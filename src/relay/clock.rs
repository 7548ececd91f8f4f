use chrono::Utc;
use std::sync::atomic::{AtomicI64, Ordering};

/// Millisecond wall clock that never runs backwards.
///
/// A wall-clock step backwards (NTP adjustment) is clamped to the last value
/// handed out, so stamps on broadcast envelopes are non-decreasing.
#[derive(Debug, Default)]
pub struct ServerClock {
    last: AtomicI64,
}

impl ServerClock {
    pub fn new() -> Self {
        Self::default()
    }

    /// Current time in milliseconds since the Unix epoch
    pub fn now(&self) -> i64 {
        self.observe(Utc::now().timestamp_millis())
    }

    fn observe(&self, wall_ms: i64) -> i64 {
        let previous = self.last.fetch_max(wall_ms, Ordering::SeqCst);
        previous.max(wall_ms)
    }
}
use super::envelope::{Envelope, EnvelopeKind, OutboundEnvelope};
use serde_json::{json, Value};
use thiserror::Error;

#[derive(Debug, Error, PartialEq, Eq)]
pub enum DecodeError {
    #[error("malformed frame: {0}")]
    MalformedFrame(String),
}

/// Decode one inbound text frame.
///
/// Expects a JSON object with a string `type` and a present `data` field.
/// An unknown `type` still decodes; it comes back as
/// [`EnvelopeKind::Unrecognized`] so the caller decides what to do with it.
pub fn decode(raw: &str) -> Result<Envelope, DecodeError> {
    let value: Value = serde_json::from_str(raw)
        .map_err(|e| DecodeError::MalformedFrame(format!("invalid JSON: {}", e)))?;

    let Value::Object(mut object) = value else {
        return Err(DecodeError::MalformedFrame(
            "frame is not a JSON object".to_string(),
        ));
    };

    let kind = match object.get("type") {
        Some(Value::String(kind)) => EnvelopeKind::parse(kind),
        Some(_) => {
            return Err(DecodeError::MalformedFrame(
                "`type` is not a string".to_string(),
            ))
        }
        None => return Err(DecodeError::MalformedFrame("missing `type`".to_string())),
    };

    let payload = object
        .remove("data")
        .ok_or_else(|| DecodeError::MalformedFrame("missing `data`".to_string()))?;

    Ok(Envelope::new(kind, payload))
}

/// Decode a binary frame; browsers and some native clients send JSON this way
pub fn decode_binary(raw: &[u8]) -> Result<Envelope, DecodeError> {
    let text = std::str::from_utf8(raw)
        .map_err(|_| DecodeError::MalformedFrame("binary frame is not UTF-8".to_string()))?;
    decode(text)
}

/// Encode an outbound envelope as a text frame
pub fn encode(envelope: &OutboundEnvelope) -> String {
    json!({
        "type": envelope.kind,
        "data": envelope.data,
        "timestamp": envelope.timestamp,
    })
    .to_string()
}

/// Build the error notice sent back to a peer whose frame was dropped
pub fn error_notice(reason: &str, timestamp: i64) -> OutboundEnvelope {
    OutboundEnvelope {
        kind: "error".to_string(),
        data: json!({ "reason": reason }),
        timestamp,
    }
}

———

→ **What to produce**
Without adding anything, say how many lines in the listing above include the string "data".

→ **Output of the task**
5